The Steelers then attempted two running plays with running back Franco Harris carrying the ball, but only gained 1 yard. Then on 3rd-and-9, wide receiver John Stallworth caught a 12-yard pass from quarterback Terry Bradshaw to advance to the Dallas 40-yard line. Then, after Bradshaw converted another third down, this time with a 10-yard pass to tight end Randy Grossman on 3rd-and-8, he threw a 28-yard touchdown pass to Stallworth to give the Steelers an early 7–0 lead.

On their next drive, the Cowboys responded by advancing to the Steelers' 39-yard line, with quarterback Roger Staubach completing a 27-yard pass to wide receiver Butch Johnson. However, Dallas was forced to punt from their own 39 after Staubach was sacked twice, first for a 12-yard loss by defensive tackle Steve Furness, then for a 10-yard loss by defensive end Dwight White. On the Steelers' ensuing drive, Bradshaw threw a 22-yard pass to Harris on 3rd-and-5 and followed it up with a 13-yard pass to wide receiver Lynn Swann to move the ball to the Dallas 30-yard line. But on the next play, Cowboys linebacker D. D. Lewis ended the drive by intercepting a pass intended for Stallworth. It was the first interception thrown by Bradshaw during a Super Bowl. However, Dallas could do nothing with the turnover and punted after a three-and-out.

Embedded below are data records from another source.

/// Report presentation configuration.
#[derive(Debug, Clone, Deserialize)]
pub struct ReportConfig {
    /// Embed title.
    #[serde(default = "default_title")]
    pub title: String,

    /// Optional embed thumbnail URL.
    #[serde(default)]
    pub thumbnail_url: String,

    /// Public URL of the rendered sparkline. Empty disables the embed image.
    #[serde(default)]
    pub image_url: String,

    /// Local path the sparkline is rendered to. Default: "assets/sparkline.png".
    #[serde(default = "default_sparkline_path")]
    pub sparkline_path: PathBuf,

    /// Target of the "Support" link button.
    #[serde(default = "default_support_url")]
    pub support_url: String,

    /// Latency delta (ms) between runs that counts as a trend. Default: 20.
    #[serde(default = "default_trend_threshold_ms")]
    pub trend_threshold_ms: f64,
}

/// Latency thresholds in milliseconds.
#[derive(Debug, Clone, Deserialize)]
pub struct ThresholdConfig {
    /// Average latency at or above which a region is `info`. Default: 200.
    #[serde(default = "default_info_ms")]
    pub info_ms: f64,

    /// Average latency at or above which a region is `warn`. Default: 400.
    #[serde(default = "default_warn_ms")]
    pub warn_ms: f64,
}

/// Region allow-list and probe host table.
#[derive(Debug, Clone, Deserialize)]
pub struct RegionsConfig {
    /// Regions to probe, in report order. Default: EU, NA, ASIA.
    #[serde(default = "default_enabled_regions")]
    pub enabled: Vec<String>,

    /// Hosts probed per region.
    #[serde(default = "default_region_hosts")]
    pub hosts: BTreeMap<String, Vec<String>>,

    /// TCP port probed on every host. Default: 443.
    #[serde(default = "default_port")]
    pub port: u16,
}

/// Endpoint set and status page keywords for one console platform.
#[derive(Debug, Clone, Deserialize)]
pub struct PlatformConfig {
    /// Display name, also the platform cache key.
    pub name: String,

    /// Hosts used for the DNS and TCP checks.
    pub hosts: Vec<String>,

    /// URLs used for the HTTP HEAD check.
    #[serde(default)]
    pub urls: Vec<String>,

    /// Status page scraped for the soft signal.
    pub status_url: String,

    /// Keyword lists matched against the lowercased status page.
    #[serde(default)]
    pub keywords: KeywordConfig,
}

/// Keyword lists, matched in priority order bad > warn > ok.
#[derive(Debug, Clone, Default, Deserialize)]
pub struct KeywordConfig {
    #[serde(default)]
    pub bad: Vec<String>,
    #[serde(default)]
    pub warn: Vec<String>,
    #[serde(default)]
    pub ok: Vec<String>,
}

/// Advisory source configuration.
#[derive(Debug, Clone, Deserialize)]
pub struct AdvisoryConfig {
    /// Maintenance documentation page.
    #[serde(default = "default_maintenance_url")]
    pub maintenance_url: String,

    /// Product name that must appear on the maintenance page. Default: "overwatch".
    #[serde(default = "default_product_keyword")]
    pub product_keyword: String,

    /// Forum topic-list JSON feed for known issues.
    #[serde(default = "default_known_issues_feed")]
    pub known_issues_feed: String,

    /// Human-facing known-issues listing, used when no topic is available.
    #[serde(default = "default_known_issues_listing")]
    pub known_issues_listing: String,

    /// Forum base URL for topic permalinks (`<base>/t/<slug>/<id>`).
    #[serde(default = "default_forum_base_url")]
    pub forum_base_url: String,
}

/// Network timeouts, one per call kind.
#[derive(Debug, Clone, Deserialize)]
pub struct TimeoutConfig {
    /// TCP connect (latency probe and hard check). Default: 3s.
    #[serde(default = "default_tcp_timeout", with = "humantime_serde")]
    pub tcp: Duration,

    /// DNS resolution. Default: 3s.
    #[serde(default = "default_dns_timeout", with = "humantime_serde")]
    pub dns: Duration,

    /// HTTP HEAD hard check. Default: 6s.
    #[serde(default = "default_http_probe_timeout", with = "humantime_serde")]
    pub http_probe: Duration,

    /// Status page fetch. Default: 8s.
    #[serde(default = "default_status_page_timeout", with = "humantime_serde")]
    pub status_page: Duration,

    /// Maintenance page fetch. Default: 20s.
    #[serde(default = "default_maintenance_timeout", with = "humantime_serde")]
    pub maintenance: Duration,

    /// Known-issues feed fetch. Default: 12s.
    #[serde(default = "default_known_issues_timeout", with = "humantime_serde")]
    pub known_issues: Duration,

    /// Webhook create/edit request. Default: 20s.
    #[serde(default = "default_webhook_timeout", with = "humantime_serde")]
    pub webhook: Duration,
}

/// Prometheus textfile export configuration.
#[derive(Debug, Clone, Default, Deserialize)]
pub struct MetricsConfig {
    /// Write run metrics to this path in text exposition format.
    #[serde(default)]
    pub textfile: Option<PathBuf>,
}

// --- Default value functions ---

fn default_state_dir() -> PathBuf {
    PathBuf::from(".bot_state")
}

fn default_title() -> String {
    "Overwatch 2 \u{2013} Status".to_string()
}

fn default_sparkline_path() -> PathBuf {
    PathBuf::from("assets/sparkline.png")
}

fn default_support_url() -> String {
    "https://support.blizzard.com".to_string()
}

fn default_trend_threshold_ms() -> f64 {
    20.0
}

fn default_info_ms() -> f64 {
    200.0
}

fn default_warn_ms() -> f64 {
    400.0
}

fn default_enabled_regions() -> Vec<String> {
    DEFAULT_REGIONS.iter().map(|s| (*s).to_string()).collect()
}

fn default_region_hosts() -> BTreeMap<String, Vec<String>> {
    let shared = "overwatch.blizzard.com";
    [
        ("EU", "eu.actual.battle.net"),
        ("NA", "us.actual.battle.net"),
        ("ASIA", "kr.actual.battle.net"),
    ]
    .into_iter()
    .map(|(region, host)| {
        (
            region.to_string(),
            vec![host.to_string(), shared.to_string()],
        )
    })
    .collect()
}

fn default_port() -> u16 {
    443
}

fn default_quorum() -> usize {
    2
}

fn strings(items: &[&str]) -> Vec<String> {
    items.iter().map(|s| (*s).to_string()).collect()
}
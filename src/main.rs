use std::path::PathBuf;

use anyhow::{Context, Result};
use clap::{Parser, Subcommand};
use tracing_subscriber::{fmt, EnvFilter};

use ow_status::config::Config;
use ow_status::monitor::Monitor;
use ow_status::probe::LiveNetwork;
use ow_status::publish::webhook::DiscordWebhook;

/// Overwatch backend status monitor publishing to a Discord webhook.
#[derive(Parser)]
#[command(name = "ow-status", about)]
struct Cli {
    /// Path to an optional YAML configuration file.
    #[arg(short, long)]
    config: Option<PathBuf>,

    /// Logging verbosity level (trace, debug, info, warn, error).
    #[arg(long, default_value = "info")]
    log_level: String,

    /// Override the state directory.
    #[arg(long)]
    state_dir: Option<PathBuf>,

    /// Render and print the payload without publishing it.
    #[arg(long)]
    dry_run: bool,

    #[command(subcommand)]
    command: Option<Command>,
}

#[derive(Subcommand)]
enum Command {
    /// Print version information and exit.
    Version,
}

/// Build-time version info.
mod version {
    /// Release version string.
    pub const RELEASE: &str = env!("CARGO_PKG_VERSION");

    /// Git commit hash (set at build time via env, or "unknown").
    pub fn git_commit() -> &'static str {
        option_env!("GIT_COMMIT").unwrap_or("unknown")
    }

    /// Full version string with platform info.
    pub fn full() -> String {
        format!(
            "{} (commit: {}, {}/{})",
            RELEASE,
            git_commit(),
            std::env::consts::OS,
            std::env::consts::ARCH,
        )
    }
}

fn main() -> Result<()> {
    let cli = Cli::parse();

    if let Some(Command::Version) = &cli.command {
        println!("ow-status {}", version::full());
        return Ok(());
    }

    let filter = EnvFilter::try_new(&cli.log_level)
        .with_context(|| format!("invalid log level: {}", cli.log_level))?;

    fmt().with_env_filter(filter).with_target(true).init();

    let mut cfg = Config::load(cli.config.as_deref(), |key| std::env::var(key).ok())
        .context("loading configuration")?;
    if let Some(dir) = cli.state_dir {
        cfg.state_dir = dir;
    }

    tracing::info!(
        version = version::RELEASE,
        commit = version::git_commit(),
        state_dir = %cfg.state_dir.display(),
        dry_run = cli.dry_run,
        "starting ow-status run",
    );

    // Network checks run concurrently, so a multi-threaded runtime is used
    // even though the run itself is a single pass.
    let rt = tokio::runtime::Builder::new_multi_thread()
        .enable_all()
        .build()
        .context("building tokio runtime")?;

    rt.block_on(run(cfg, cli.dry_run))
}

async fn run(cfg: Config, dry_run: bool) -> Result<()> {
    let channel = if dry_run {
        None
    } else {
        Some(DiscordWebhook::new(&cfg.webhook.url, cfg.timeouts.webhook)?)
    };

    let net = LiveNetwork::new()?;
    let monitor = Monitor::new(cfg, net)?;
    let outcome = monitor.run(channel, chrono::Utc::now()).await?;

    match outcome.publish {
        Some(publish) => {
            tracing::info!(overall = %outcome.report.overall, publish = %publish, "run complete");
        }
        None => {
            let payload: serde_json::Value = serde_json::from_slice(&outcome.payload)
                .context("decoding rendered payload")?;
            println!("{}", serde_json::to_string_pretty(&payload)?);
        }
    }

    Ok(())
}
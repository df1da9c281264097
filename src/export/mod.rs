pub mod metrics;

pub use metrics::RunMetrics;
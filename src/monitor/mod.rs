use std::time::Instant;

use anyhow::{Context, Result};
use chrono::{DateTime, Utc};
use futures::future::join_all;
use tracing::{info, warn};

use crate::advisory::{check_known_issues, check_maintenance, KnownIssues, MaintenanceNotice};
use crate::aggregate::aggregate;
use crate::config::Config;
use crate::export::RunMetrics;
use crate::platform::{pc_status, PlatformEvaluator, PlatformSignal, PC_STATUS_URL};
use crate::probe::latency::{probe_region, RegionMeasurement, Trend};
use crate::probe::Network;
use crate::publish::webhook::MessageChannel;
use crate::publish::{PublishOutcome, Publisher};
use crate::report::{sparkline, RegionRow, ReportRenderer, StatusReport};
use crate::severity::Severity;
use crate::state::history::{push_changelog, push_history, transition, uptimes, HistoryEntry};
use crate::state::{LatencySnapshot, StateStore};

/// Everything gathered from the network in one run, before any state is read.
#[derive(Debug, Clone)]
pub struct Observation {
    pub regions: Vec<RegionMeasurement>,
    pub platforms: Vec<PlatformSignal>,
    pub maintenance: MaintenanceNotice,
    pub known_issues: KnownIssues,
}

/// Result of a completed run.
#[derive(Debug)]
pub struct RunOutcome {
    pub report: StatusReport,
    /// Rendered payload bytes.
    pub payload: Vec<u8>,
    /// Payload without per-run details, as compared against the last publish.
    pub snapshot: Vec<u8>,
    /// `None` on a dry run.
    pub publish: Option<PublishOutcome>,
}

/// Runs one probe, aggregate, record and publish cycle.
pub struct Monitor<N> {
    cfg: Config,
    net: N,
    evaluator: PlatformEvaluator,
    renderer: ReportRenderer,
    store: StateStore,
}

impl<N: Network> Monitor<N> {
    pub fn new(cfg: Config, net: N) -> Result<Self> {
        let store = StateStore::open(cfg.state_dir.clone())?;
        let evaluator = PlatformEvaluator::new(&cfg);
        let renderer = ReportRenderer::new(&cfg);

        Ok(Self {
            cfg,
            net,
            evaluator,
            renderer,
            store,
        })
    }

    /// Replace the platform evaluator (for custom soft signal sources).
    pub fn with_evaluator(mut self, evaluator: PlatformEvaluator) -> Self {
        self.evaluator = evaluator;
        self
    }

    pub fn store(&self) -> &StateStore {
        &self.store
    }

    /// Issue every network check concurrently. Each check carries its own
    /// timeout and folds failures into a neutral value.
    pub async fn observe(&self, now: DateTime<Utc>) -> Observation {
        let port = self.cfg.regions.port;
        let timeouts = &self.cfg.timeouts;
        let active = self.cfg.active_regions();

        let regions = join_all(
            active
                .iter()
                .map(|(region, hosts)| {
                    probe_region(&self.net, region, hosts, port, timeouts.tcp)
                }),
        );

        let (regions, platforms, maintenance, known_issues) = tokio::join!(
            regions,
            self.evaluator.collect(&self.net),
            check_maintenance(
                &self.net,
                &self.cfg.advisories.maintenance_url,
                &self.cfg.advisories.product_keyword,
                timeouts.maintenance,
            ),
            check_known_issues(&self.net, &self.cfg.advisories, timeouts.known_issues, now),
        );

        Observation {
            regions,
            platforms,
            maintenance,
            known_issues,
        }
    }

    /// Fold an observation into persisted state and build the report.
    ///
    /// Updates the latency snapshot, history, sparkline, overall state,
    /// changelog and platform cache.
    pub fn record(&self, obs: Observation, now: DateTime<Utc>) -> Result<StatusReport> {
        let previous = self.store.latency_snapshot();
        let threshold = self.cfg.report.trend_threshold_ms;
        let regions: Vec<RegionRow> = obs
            .regions
            .into_iter()
            .map(|measurement| {
                let prev_avg = previous.get(&measurement.region).and_then(|s| s.avg);
                RegionRow {
                    trend: Trend::between(prev_avg, measurement.stats.avg, threshold),
                    measurement,
                }
            })
            .collect();

        let snapshot: LatencySnapshot = regions
            .iter()
            .map(|row| (row.measurement.region.clone(), row.measurement.stats))
            .collect();
        self.store.save_latency_snapshot(&snapshot)?;

        let measurements: Vec<RegionMeasurement> =
            regions.iter().map(|row| row.measurement.clone()).collect();
        let overall = aggregate(
            obs.maintenance.state,
            &measurements,
            &self.cfg.thresholds(),
            obs.known_issues.count_24h,
        );

        let mut history = self.store.history();
        push_history(
            &mut history,
            HistoryEntry {
                at: now,
                ok: overall == Severity::Ok,
            },
        );
        self.store.save_history(&history)?;
        let uptime = uptimes(&history);

        let sparkline_path = &self.cfg.report.sparkline_path;
        let has_sparkline = match sparkline::write_sparkline(sparkline_path, &history) {
            Ok(written) => written,
            Err(e) => {
                warn!(error = %e, "sparkline not rendered");
                false
            }
        };

        let previous_state = self.store.overall_state();
        let mut changelog = self.store.changelog();
        if let Some(entry) = transition(previous_state, overall, now) {
            info!(from = %previous_state, to = %overall, "overall state changed");
            push_changelog(&mut changelog, entry);
            self.store.save_changelog(&changelog)?;
            self.store.save_overall_state(overall)?;
        }

        let mut cache = self.store.platform_cache();
        let mut platforms = vec![pc_status(overall, PC_STATUS_URL, &mut cache, now)];
        platforms.extend(self.evaluator.resolve(&obs.platforms, &mut cache, now));
        self.store.save_platform_cache(&cache)?;

        let start = changelog.len().saturating_sub(crate::report::CHANGES_SHOWN);

        Ok(StatusReport {
            overall,
            regions,
            platforms,
            maintenance: obs.maintenance,
            known_issues: obs.known_issues,
            uptime,
            recent_changes: changelog[start..].to_vec(),
            has_sparkline,
            checked_at: now,
        })
    }

    /// Run a full cycle. Without a channel the payload is rendered but not
    /// published and the persisted snapshot is left untouched.
    pub async fn run<C: MessageChannel>(
        &self,
        channel: Option<C>,
        now: DateTime<Utc>,
    ) -> Result<RunOutcome> {
        let started = Instant::now();
        let metrics = RunMetrics::new().context("creating run metrics")?;

        let obs = self.observe(now).await;
        let report = self.record(obs, now)?;
        let rendered = self.renderer.render_bytes(&report)?;

        metrics.record_report(&report);
        info!(
            overall = %report.overall,
            uptime_24h = report.uptime.last_24,
            uptime_7d = report.uptime.last_7d,
            "run aggregated",
        );

        let publish = match channel {
            Some(channel) => Some(
                Publisher::new(channel, &self.store)
                    .publish(&rendered.body, &rendered.snapshot)
                    .await,
            ),
            None => None,
        };
        if let Some(result) = &publish {
            metrics.record_publish(match result {
                Ok(outcome) => outcome.as_str(),
                Err(_) => "failed",
            });
        }

        // Written even when publishing failed.
        metrics.run_duration_seconds.set(started.elapsed().as_secs_f64());
        self.write_metrics(&metrics);

        let publish = publish.transpose()?;

        Ok(RunOutcome {
            report,
            payload: rendered.body,
            snapshot: rendered.snapshot,
            publish,
        })
    }

    fn write_metrics(&self, metrics: &RunMetrics) {
        let Some(path) = &self.cfg.metrics.textfile else {
            return;
        };
        if let Err(e) = metrics.write_textfile(path) {
            warn!(path = %path.display(), error = %e, "failed to write metrics textfile");
        }
    }
}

With just over a minute to go in the period, defensive end Harvey Martin stripped the ball from Bradshaw, and defensive end Ed "Too Tall" Jones recovered it on the Pittsburgh 41. The Cowboys capitalized on the turnover three plays later with Staubach completing a 39-yard scoring strike to wide receiver Tony Hill, tying the game, 7–7, as the first quarter ended. Pittsburgh sent eight men on an all-out blitz, but Staubach got the pass away just before he was hit by Steelers' safety Mike Wagner. Hill beat safety Donnie Shell in single-coverage and scored the only first-quarter touchdown surrendered by Pittsburgh all season (In Super Bowl X, the Cowboys also scored a first-quarter touchdown against a Steeler team that had not permitted one all year). Drew Pearson ensured the play's success by distracting Steelers cornerback Mel Blount, who was oblivious of Hill as he raced past Blount and Pearson en route to the end zone.

===Second quarter===
The Steelers took possession at the start of the second quarter and advanced to their own 48-yard line. On 3rd-and-10, Dallas linebackers Mike Hegman and Thomas "Hollywood" Henderson went after Bradshaw on a blitz. After taking the snap, Bradshaw ran into Franco Harris and the ball popped loose. Bradshaw scooped it up and rolled to his right, looking to pass, but Henderson wrapped him up before he could throw, while Hegman ripped the ball out of Bradshaw's hands and returned the fumble 37 yards for a touchdown, giving the Cowboys their first lead of the game, 14–7.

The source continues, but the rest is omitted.